The presentation of the back series numbers on GDP has quite expectedly created a political storm with protagonists, apologists and critics from all sides joining the animated debate. It is now clear that the numbers put out have not been accepted by the CSO and there can be other variants coming out in course of time. Two things need to be put in perspective here. First, what exactly is this back series about? And, second, do governments bring about GDP growth or do they only facilitate the same?
On the first issue it should be understood that when the base year changes from 2004-05 to 2011-12, the goods and services included in the basket is changed making it more representative. Outdated products move out and new ones are included in the series.
A challenging task
Now, to get information when creating a back series is challenging as several imputations and statistical proxies are used, especially if information did not exist before. Combining various techniques, the back series is created. Now the one which has been put up shows that the period coinciding with UPA-1 has a higher average growth rate compared with the NDA-1 regime. As it has taken a political turn, there is a verbal game being played to show which government did better.

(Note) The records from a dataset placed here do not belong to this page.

//! Named Lock Coordination
//!
//! In-process advisory locking keyed by logical name (typically a domain),
//! used to keep two tasks in the same process from issuing a certificate for
//! the same name concurrently. Per name the state machine is
//! Unclaimed -> Claimed -> Unclaimed; at most one outstanding claim exists
//! at any time.
//!
//! `try_lock` never blocks: either the caller acquires the claim, or it gets
//! a [`Waiter`] it may block on until the current holder releases. The
//! check-and-insert is a single atomic step under the table mutex, which is
//! held only for the map operation, never across an await.
//!
//! This is advisory and process-local only. It does not prevent two separate
//! processes from issuing for the same domain; cross-process coordination is
//! out of scope for this layer.

use crate::storage::error::StorageError;
use parking_lot::Mutex;
use std::collections::hash_map::Entry;
use std::collections::HashMap;
use tokio::sync::watch;

/// Handle for waiting on another caller's claim to be released.
///
/// Resolving does not grant the lock; the waiter is expected to call
/// [`LockTable::try_lock`] again afterwards (or treat the wait as purely
/// informational).
#[derive(Debug)]
pub struct Waiter {
    released: watch::Receiver<bool>,
}

impl Waiter {
    /// Wait until the claim this waiter observed is released.
    pub async fn wait(mut self) {
        // A dropped sender means the claim is gone too.
        let _ = self.released.wait_for(|released| *released).await;
    }
}

/// Table of outstanding named claims.
///
/// Owned by the storage facade instance; not a process global.
#[derive(Debug, Default)]
pub struct LockTable {
    claims: Mutex<HashMap<String, watch::Sender<bool>>>,
}

impl LockTable {
    /// Create an empty lock table.
    pub fn new() -> Self {
        LockTable {
            claims: Mutex::new(HashMap::new()),
        }
    }

    /// Attempt to claim `name`.
    ///
    /// Returns `None` if the caller now holds the claim, or `Some(Waiter)`
    /// on the existing claim without acquiring it. Returns immediately in
    /// both cases.
    pub fn try_lock(&self, name: &str) -> Option<Waiter> {
        let mut claims = self.claims.lock();
        match claims.entry(name.to_string()) {
            Entry::Occupied(entry) => Some(Waiter {
                released: entry.get().subscribe(),
            }),
            Entry::Vacant(entry) => {
                let (tx, _rx) = watch::channel(false);
                entry.insert(tx);
                None
            }
        }
    }

    /// Release the claim on `name` and wake all waiters.
    ///
    /// Fails with [`StorageError::NoSuchLock`] if `name` holds no claim;
    /// that is a caller-contract violation, not a transient condition.
    pub fn unlock(&self, name: &str) -> Result<(), StorageError> {
        let mut claims = self.claims.lock();
        match claims.remove(name) {
            Some(tx) => {
                let _ = tx.send(true);
                Ok(())
            }
            None => Err(StorageError::NoSuchLock(name.to_string())),
        }
    }

    /// Number of outstanding claims (for testing).
    pub fn claimed_count(&self) -> usize {
        self.claims.lock().len()
    }
}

This is where we need to ask the question as to what exactly is the contribution of the central government to GDP growth. To begin with, we have a federal structure where there is a central government, state governments, urban local bodies and panchayats. All of them provide the systems in which economic agents operate.
While there has been a tendency to relate growth with the central government, the other entities are forgotten even though they are more critical when, say, a company operates. The World Bank ‘Doing Business’ rank is good at the Centre, but for a company in Tamil Nadu the permission required for construction or electricity is dependent on State laws and is not affected by the Centre.
Second, if one looks at the actual contribution to the GDP for the government, it would be linked with the size of the budget. A larger size gets a better GDP value-added number in the component of ‘public administration, defence and other services’.
This will also include all the other components of non-development expenditure which economists frown at. Higher subsidies reduce GDP growth while higher tax collections act as a prop. Interestingly, the capex, which is echoed by economists, is of the magnitude of around ₹3-lakh crore (including defence of around ₹0.8-lakh crore) which is a very small part of the overall GDP of around ₹170-lakh crore.
Third, the critical role played by the government is in providing a policy framework for the operators. This is where one can compare initiatives taken by various governments and it is here that the NDA record is impeccable.
There have been a slew of reforms introduced in the areas of power (UDAY), telecom auctions, mining allocations, GST, FDI, doing business, and budget management, among others. Governments can provide the right field to play on, but the onus is on the non-government players to deliver.
Fourth, if one looks at the components of GDP, then this argument becomes clear. Agriculture output is driven by the farmers and monsoon and while government supports through procurement, MSP, marketing (eNAM), there is no direct role here. GVA from mining and manufacturing is based on the P&L accounts of companies in the field, where again there is no direct government involvement.
Power is in a joint effort of private sector with the State electricity boards and Central PSUs — but not the government. The contribution of the construction sector is based on cement and steel, which is in the ambit of the corporate sector. GVA from trade is based on GST data, transport on data from various modes of transport, hotels from P&L accounts, and communication from telecom companies.
The P&L again drives real estate which has a share of 72 per cent in the group of financial services, real estate and professional services while banking business determines the GVA on the financial side. The last component of GVA, which is public administration and other services, is based on Union government expenditure. Curiously, as governments get badgered for more spending, this component is probably the ‘most real contribution’ to GDP growth.
Putting all these arguments together, it does appear that while the rhetoric around which government did better serves the purpose of occupying media space, the GDP numbers per se do not really tell us the story. It is the structures and systems that have to be compared and often the results flow over a period of time.
The construction of a metro line, for example, provides benefits over a longer period of time than the initial expenditure incurred, which cannot be captured in the GDP numbers.
It is fairly naïve to relate GDP growth with governments in the statistical sense. This is a fallacy which is also witnessed when one associates regimes with current account deficits, which is actually driven by oil prices most of the time. As an extension, governments cannot really take credit for a stronger rupee which is an outcome of the balance of payments situation. Inflation too is almost always on the agricultural front where governments can never really go against the tide in case of crop failure.
Growth enablers
In an economy which is run on the basis of markets, governments become enablers of growth while addressing social issues that are outside the purview of the private sector. An effective government provides the right playing field but the players determine which way growth will move.
Direct intervention through specific spending helps to bring discipline at times to keep the economy on track. Further, deep reforms like say GST will have significant benefits flowing with a time lag and to attribute say, hypothetically, higher collections or more taxpayers to the future regime (if different) at a later date would be erroneous when the effort has been put in by the present regime.
The writer is Chief Economist, CARE Ratings. The views are personal.